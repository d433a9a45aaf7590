// =============================================================================
// Polling Scheduler — fixed-cadence balance checks with a cool-down
// =============================================================================
//
// Each cycle makes up to `interval` attempts, `check_for` minutes apart. A
// cycle ends early once a withdrawal request has been answered by the
// exchange. Every cycle, early or not, is followed by an `interval`-minute
// cool-down. The loop only stops when its cancellation token fires; every
// wait (and every in-flight attempt) races against that token.
// =============================================================================

use std::time::Duration;

use tokio_util::sync::CancellationToken;
use tracing::{debug, error, info};

use crate::types::WithdrawOutcome;
use crate::withdraw::{FundingApi, Withdrawer};

pub const DEFAULT_INTERVAL_MINUTES: u64 = 7;
pub const DEFAULT_CHECK_FOR_MINUTES: u64 = 1;

/// Polling cadence.
#[derive(Debug, Clone, Copy, PartialEq, Eq)]
pub struct PollSchedule {
    /// Attempts per cycle, and the cool-down length in minutes.
    pub interval_minutes: u64,
    /// Minutes between attempts inside a cycle.
    pub check_for_minutes: u64,
}

impl Default for PollSchedule {
    fn default() -> Self {
        Self {
            interval_minutes: DEFAULT_INTERVAL_MINUTES,
            check_for_minutes: DEFAULT_CHECK_FOR_MINUTES,
        }
    }
}

impl PollSchedule {
    pub fn check_delay(&self) -> Duration {
        Duration::from_secs(self.check_for_minutes.saturating_mul(60))
    }

    pub fn cooldown(&self) -> Duration {
        Duration::from_secs(self.interval_minutes.saturating_mul(60))
    }
}

/// Sleep for `duration` unless `cancel` fires first. Returns `false` when
/// cancelled.
async fn sleep_or_cancel(cancel: &CancellationToken, duration: Duration) -> bool {
    tokio::select! {
        biased;
        _ = cancel.cancelled() => false,
        _ = tokio::time::sleep(duration) => true,
    }
}

pub struct Scheduler<E> {
    withdrawer: Withdrawer<E>,
    schedule: PollSchedule,
}

impl<E: FundingApi> Scheduler<E> {
    pub fn new(withdrawer: Withdrawer<E>, schedule: PollSchedule) -> Self {
        Self {
            withdrawer,
            schedule,
        }
    }

    /// Poll until `cancel` fires.
    pub async fn run(&self, cancel: CancellationToken) {
        info!(
            coin = %self.withdrawer.target().coin,
            interval_minutes = self.schedule.interval_minutes,
            check_for_minutes = self.schedule.check_for_minutes,
            "withdraw scheduler started"
        );

        let mut repeated_rejections: u64 = 0;
        loop {
            if !self.run_cycle(&cancel, &mut repeated_rejections).await {
                break;
            }

            info!(
                "Waiting for {} minutes before checking again...",
                self.schedule.interval_minutes
            );
            if !sleep_or_cancel(&cancel, self.schedule.cooldown()).await {
                break;
            }
        }

        info!("withdraw scheduler stopped");
    }

    /// One inner cycle. Returns `false` if cancelled part-way.
    async fn run_cycle(&self, cancel: &CancellationToken, repeated_rejections: &mut u64) -> bool {
        for attempt in 1..=self.schedule.interval_minutes {
            let outcome = tokio::select! {
                biased;
                _ = cancel.cancelled() => return false,
                outcome = self.withdrawer.attempt_withdraw() => outcome,
            };
            debug!(attempt, outcome = %outcome, "withdraw attempt finished");

            if let WithdrawOutcome::PermanentError(err) = &outcome {
                *repeated_rejections += 1;
                error!(
                    code = err.code,
                    endpoint = %err.endpoint,
                    repeated = *repeated_rejections,
                    "exchange keeps rejecting this request; it will be retried on the normal cadence"
                );
            } else {
                *repeated_rejections = 0;
            }

            if outcome.reached_withdraw_endpoint() {
                if outcome.is_withdrawn() {
                    info!(attempt, "withdrawal submitted, ending check cycle early");
                }
                break;
            }
            if !sleep_or_cancel(cancel, self.schedule.check_delay()).await {
                return false;
            }
        }
        true
    }
}

// =============================================================================
// Tests
// =============================================================================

------

EXERCISE AIM:
Set down only the lines from the line with "cancel.cancelled() => return" through the last line of the data above, keeping both the first and the last.

YOUR RESPONSE:
                _ = cancel.cancelled() => return false,
                outcome = self.withdrawer.attempt_withdraw() => outcome,
            };
            debug!(attempt, outcome = %outcome, "withdraw attempt finished");

            if let WithdrawOutcome::PermanentError(err) = &outcome {
                *repeated_rejections += 1;
                error!(
                    code = err.code,
                    endpoint = %err.endpoint,
                    repeated = *repeated_rejections,
                    "exchange keeps rejecting this request; it will be retried on the normal cadence"
                );
            } else {
                *repeated_rejections = 0;
            }

            if outcome.reached_withdraw_endpoint() {
                if outcome.is_withdrawn() {
                    info!(attempt, "withdrawal submitted, ending check cycle early");
                }
                break;
            }
            if !sleep_or_cancel(cancel, self.schedule.check_delay()).await {
                return false;
            }
        }
        true
    }
}

// =============================================================================
// Tests
// =============================================================================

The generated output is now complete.